Brits live as close to a pub as they do their nearest GP

Soho in London is the unhealthiest neighbourhood to live in Great Britain, according to an analysis of lifestyle and environmental measures by the University of Liverpool.

The researchers’ data resource tool analysed factors including levels of air pollution, access to amenities such as fast food outlets or pubs, and proximity to health services including GPs and parks/recreational spaces.

The study found that Soho had the greatest access to unhealthy opportunities such as takeaways, pubs and off licenses, combined with high levels of air pollution and low levels of parks and green spaces.

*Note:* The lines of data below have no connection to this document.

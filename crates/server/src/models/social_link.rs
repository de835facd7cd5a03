//! Social profile links.

use chrono::{DateTime, Utc};
use serde::Serialize;

use site_core::{IconName, KnownIcon, SocialLinkId};

/// A social profile link shown in the site footer.
#[derive(Debug, Clone, PartialEq, Eq, Serialize)]
#[serde(rename_all = "camelCase")]
pub struct SocialLink {
    pub id: SocialLinkId,
    pub name: String,
    /// Icon key exactly as stored.
    pub icon: String,
    /// Registry icon to draw; [`KnownIcon::FALLBACK`] when `icon` is unknown.
    pub resolved_icon: KnownIcon,
    pub url: String,
    pub created_at: DateTime<Utc>,
    pub updated_at: DateTime<Utc>,
}

impl SocialLink {
    /// The stored icon key resolved against the registry.
    #[must_use]
    pub fn icon_name(&self) -> IconName {
        IconName::parse(&self.icon)
    }
}

/// A validated link ready to insert.
#[derive(Debug, Clone)]
pub struct NewSocialLink {
    pub name: String,
    pub icon: String,
    pub url: String,
}

/// Fields to replace on an existing link; `None` leaves the column as-is.
#[derive(Debug, Clone, Default)]
pub struct SocialLinkChanges {
    pub name: Option<String>,
    pub icon: Option<String>,
    pub url: Option<String>,
}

By contrast, the healthiest place to live was Great Torrington in North Devon. The small market town has low levels of pollution, good access to parks and green space, few retail outlets that may encourage poor health-related behaviours, and good access to health services.
All bar one of the other top 10 healthy places to live were located in Scotland. These included Lochwinnoch in Renfrewshire, Fauldhouse in West Lothian, Foxbar in Renfreshire and Marnoch in North Lanakrshire.

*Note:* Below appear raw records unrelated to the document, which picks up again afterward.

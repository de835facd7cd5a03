//! Dashboard counts.

use axum::{Json, extract::State};
use serde::Serialize;
use tracing::instrument;

use crate::db::{ContactRepository, PricingRepository, ProjectRepository, SocialLinkRepository};
use crate::error::Result;
use crate::middleware::RequireAdmin;
use crate::state::AppState;

/// Row counts per resource.
#[derive(Debug, Serialize)]
#[serde(rename_all = "camelCase")]
pub struct StatsResponse {
    pub contacts: i64,
    pub pricing: i64,
    pub projects: i64,
    pub social_links: i64,
}

/// Count every resource for the dashboard overview.
#[instrument(skip_all)]
pub async fn show(
    State(state): State<AppState>,
    RequireAdmin(_claims): RequireAdmin,
) -> Result<Json<StatsResponse>> {
    let pool = state.pool();

    Ok(Json(StatsResponse {
        contacts: ContactRepository::new(pool).count().await?,
        pricing: PricingRepository::new(pool).count().await?,
        projects: ProjectRepository::new(pool).count().await?,
        social_links: SocialLinkRepository::new(pool).count().await?,
    }))
}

Six neighbourhoods in the top 10 unhealthiest places to live were located within inner London.

Dr Mark Green, Liverpool’s senior lecturer in health geography, who undertook the study, said the statistics reveal important insights about the concentration of certain amenities that may be damaging or promote health.

He pointed out that on average individuals in Britain are just as close to a pub or bar as they are to their nearest GP (1.1 km).

“We also found that 42% of people are within 1km (or a few minutes’ drive time) of their nearest gambling outlet. These statistics reveal troubling issues with the neighbourhoods we live in and how they may be damaging to our health,” he warned.

The study found rural areas have poorer access to many health services, while services which are seen as damaging to health are often concentrated in poorer areas.

For example, 62% of people who live in the 10% most deprived areas are within 1km of a fast food outlet compared to 24% in the 10% least deprived areas.